Freaks Out è bello da vedere. Come il precedente di Mainetti è una rilettura italiana di un film di supereroi, ma ha un respiro unico, profondo, i personaggi sono intelligenti e ben calibrati. Io credo che questo film batta in bellezza e intelligenza almeno la metà dei film della casa americana dei supereroi, creando un nuovo standard italiano di film. Scenografie di ottima maestranza, costumi e iconografie da cinema pop, ma con una bellissima rilettura da favola dei partigiani, che mi ricordano una versione mista fra Miyazaki e Calvino. Non viene meno, comunque,  la presenza di una guerra crudele e violenta e una rappresentazione comunque reale di uno dei periodi più bui della storia umana. Resta il fatto che ci siano grandi interpreti (il gestore del circo è veramente spaziale), bellissime scelte registiche e una colonna sonora di grandissima qualità. Il film crea un universo tutto suo, in cui perdersi è un piacere. Non mancano difetti, e sicuramente chi si aspetta un film profondo e di grande riflessione resterà deluso. Questo è un blockbuster, ma che blockbuster.

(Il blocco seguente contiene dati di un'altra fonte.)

//! Candidate selection: whether a segment may be considered for treatment.
//!
//! The rules form a short-circuit chain. The first rule that reaches a verdict
//! wins; a segment that passes every rejection is accepted.

use serde::{Deserialize, Serialize};

use crate::config::CandidateThresholds;
use crate::constants::{NO_PREVIOUS_TREATMENT_PERIODS, ROUTINE_MAINTENANCE};
use crate::error::ModelError;
use crate::numbers::round_to;
use crate::segment::{Segment, SurfaceFunction};

/// Treatment history and commitments the host tracks for a segment.
#[derive(Debug, Clone, PartialEq, Eq, Serialize, Deserialize)]
pub struct HostSchedule {
    /// Periods until the next treatment already committed by the host.
    pub periods_to_next_treatment: i32,
    pub periods_since_last_treatment: i32,
    pub last_treatment: Option<String>,
}

impl Default for HostSchedule {
    fn default() -> Self {
        Self {
            periods_to_next_treatment: NO_PREVIOUS_TREATMENT_PERIODS,
            periods_since_last_treatment: NO_PREVIOUS_TREATMENT_PERIODS,
            last_treatment: None,
        }
    }
}

impl HostSchedule {
    /// Periods since the last treatment other than routine maintenance.
    #[must_use]
    pub fn periods_since_last_works(&self) -> i32 {
        match self.last_treatment.as_deref() {
            Some(name) if name.eq_ignore_ascii_case(ROUTINE_MAINTENANCE) => {
                NO_PREVIOUS_TREATMENT_PERIODS
            }
            _ => self.periods_since_last_treatment,
        }
    }
}

#[derive(Debug, Clone, PartialEq, Eq, Serialize, Deserialize)]
pub struct CandidateVerdict {
    pub accepted: bool,
    pub reason: String,
}

impl CandidateVerdict {
    fn accept(reason: impl Into<String>) -> Self {
        Self {
            accepted: true,
            reason: reason.into(),
        }
    }

    fn reject(reason: impl Into<String>) -> Self {
        Self {
            accepted: false,
            reason: reason.into(),
        }
    }

    /// `ok` for an accepted segment, otherwise the rejection reason.
    #[must_use]
    pub fn outcome(&self) -> &str {
        if self.accepted { "ok" } else { &self.reason }
    }
}

/// Run the selection chain for `period`.
///
/// # Errors
///
/// Returns an error when the surface achieved life cannot be computed for a
/// chipseal or asphalt surface.
pub fn evaluate_candidate(
    segment: &Segment,
    period: i32,
    schedule: &HostSchedule,
    thresholds: &CandidateThresholds,
) -> Result<CandidateVerdict, ModelError> {
    if schedule.periods_to_next_treatment <= thresholds.min_periods_to_next_treatment {
        return Ok(CandidateVerdict::reject(format!(
            "Next treatment in {} periods: too soon",
            schedule.periods_to_next_treatment
        )));
    }
    if segment.second_coat_needed() {
        return Ok(CandidateVerdict::accept("Second-Coat Needed"));
    }
    if *segment.surface_function() == SurfaceFunction::Preseal {
        return Ok(CandidateVerdict::accept(
            "Second-Coat Needed over Preseal Repairs",
        ));
    }
    // Host flags lag the period by one.
    if period + 1 < segment.earliest_treatment_period {
        return Ok(CandidateVerdict::reject(format!(
            "Earliest treatment period {} not reached",
            segment.earliest_treatment_period
        )));
    }
    if segment.surface_age < thresholds.min_surface_age {
        return Ok(CandidateVerdict::reject(format!(
            "Surface Age = {}: below threshold ({})",
            round_to(segment.surface_age, 2),
            thresholds.min_surface_age
        )));
    }
    let min_sla = if segment.is_asphalt() {
        Some(thresholds.min_sla_asphalt)
    } else if segment.is_chipseal() {
        Some(thresholds.min_sla_chipseal)
    } else {
        None
    };
    if let Some(min_sla) = min_sla {
        let sla = segment.surface_achieved_life_percent()?;
        if sla < min_sla {
            return Ok(CandidateVerdict::reject(format!(
                "SLA = {}: below threshold ({min_sla})",
                round_to(sla, 2)
            )));
        }
    }
    let (sdi, pdi) = (segment.indices.sdi, segment.indices.pdi);
    if sdi < thresholds.min_sdi && pdi < thresholds.min_pdi {
        return Ok(CandidateVerdict::reject(format!(
            "SDI = {} and PDI = {}: below thresholds ({}, {})",
            round_to(sdi, 2),
            round_to(pdi, 2),
            thresholds.min_sdi,
            thresholds.min_pdi
        )));
    }
    Ok(CandidateVerdict::accept("Distress threshold reached"))
}

/// Store the verdict for `period` on the segment's indices.
///
/// # Errors
///
/// Propagates [`evaluate_candidate`] failures.
pub fn refresh_candidate(
    segment: &mut Segment,
    period: i32,
    schedule: &HostSchedule,
    thresholds: &CandidateThresholds,
) -> Result<CandidateVerdict, ModelError> {
    let verdict = evaluate_candidate(segment, period, schedule, thresholds)?;
    segment.indices.candidate = verdict.accepted;
    segment.indices.candidate_outcome = verdict.outcome().to_string();
    Ok(verdict)
}

#[cfg(test)]
mod tests {
    use super::*;
    use crate::lifecycle::tests::context;
    use crate::segment::SurfaceClass;
    use crate::segment::tests::sample_segment;

    fn thresholds() -> &'static CandidateThresholds {
        &context().constants().candidate
    }

    fn distressed() -> Segment {
        let mut s = sample_segment();
        s.indices.sdi = 12.0;
        s.indices.pdi = 8.0;
        s
    }

    fn verdict(s: &Segment, period: i32, schedule: &HostSchedule) -> CandidateVerdict {
        evaluate_candidate(s, period, schedule, thresholds()).unwrap()
    }

    #[test]
    fn committed_treatment_blocks_selection() {
        let schedule = HostSchedule {
            periods_to_next_treatment: 2,
            ..HostSchedule::default()
        };
        let v = verdict(&distressed(), 3, &schedule);
        assert!(!v.accepted);
        assert_eq!(v.outcome(), "Next treatment in 2 periods: too soon");
    }

    #[test]
    fn second_coat_wins_before_other_checks() {
        let mut s = sample_segment();
        s.set_surface_function(SurfaceFunction::FirstCoat);
        s.surface_age = 11.5;
        s.earliest_treatment_period = 10;
        let v = verdict(&s, 1, &HostSchedule::default());
        assert!(v.accepted);
        assert_eq!(v.reason, "Second-Coat Needed");
        assert_eq!(v.outcome(), "ok");
    }

    #[test]
    fn preseal_repairs_open_the_gate() {
        let mut s = sample_segment();
        s.set_surface_function(SurfaceFunction::Preseal);
        s.surface_age = 0.5;
        let v = verdict(&s, 1, &HostSchedule::default());
        assert_eq!(v.reason, "Second-Coat Needed over Preseal Repairs");
    }

    #[test]
    fn earliest_period_uses_next_period() {
        let mut s = distressed();
        s.earliest_treatment_period = 5;
        assert!(!verdict(&s, 3, &HostSchedule::default()).accepted);
        assert!(verdict(&s, 4, &HostSchedule::default()).accepted);
    }

    #[test]
    fn young_surfaces_are_rejected() {
        let mut s = distressed();
        s.surface_age = 2.456;
        let v = verdict(&s, 1, &HostSchedule::default());
        assert_eq!(v.reason, "Surface Age = 2.46: below threshold (3)");
    }

    #[test]
    fn low_achieved_life_is_rejected_for_bituminous_surfaces() {
        let mut s = distressed();
        s.surface_age = 6.0;
        let v = verdict(&s, 1, &HostSchedule::default());
        assert_eq!(v.reason, "SLA = 50: below threshold (60)");

        s.surface_class = SurfaceClass::Blocks;
        assert!(verdict(&s, 1, &HostSchedule::default()).accepted);
    }

    #[test]
    fn needs_surface_or_pavement_distress() {
        let mut s = sample_segment();
        s.indices.sdi = 1.0;
        s.indices.pdi = 2.0;
        let v = verdict(&s, 1, &HostSchedule::default());
        assert!(!v.accepted);
        assert!(v.reason.starts_with("SDI = 1 and PDI = 2"));
        s.indices.pdi = 5.0;
        assert!(verdict(&s, 1, &HostSchedule::default()).accepted);
    }

    #[test]
    fn refresh_is_idempotent() {
        let mut s = distressed();
        let first = refresh_candidate(&mut s, 2, &HostSchedule::default(), thresholds()).unwrap();
        let after_first = s.clone();
        let second = refresh_candidate(&mut s, 2, &HostSchedule::default(), thresholds()).unwrap();
        assert_eq!(first, second);
        assert_eq!(s, after_first);
        assert!(s.indices.candidate);
        assert_eq!(s.indices.candidate_outcome, "ok");
    }

    #[test]
    fn routine_maintenance_does_not_count_as_works() {
        let schedule = HostSchedule {
            periods_since_last_treatment: 1,
            last_treatment: Some("RMaint".to_string()),
            ..HostSchedule::default()
        };
        assert_eq!(schedule.periods_since_last_works(), NO_PREVIOUS_TREATMENT_PERIODS);
        let schedule = HostSchedule {
            last_treatment: Some("ThinAC_P".to_string()),
            ..schedule
        };
        assert_eq!(schedule.periods_since_last_works(), 1);
    }
}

Il film va visto, va supportato, va dimostrato che l’investimento incredibile portato in sala da dei produttori italiani può essere ripagato. Io mi sono commosso nel capire che effettivamente si può fare qualcosa del genere nel nostro paese, dove l’industria cinematografica relega la sala solo ai film d’autore di alcuni eletti o a pellicole internazionali. Qui c’è una favola partigiana, un film di supereroi, un film per il pubblico, ma un film nostro, un grande atto d’amore per il cinema. Andate a vederlo. Parlatene. E’ giusto che il coraggio venga ricompensato. 


PILGRIMAI (PILGRIMS) di Laurynas Bareisa (Lituania)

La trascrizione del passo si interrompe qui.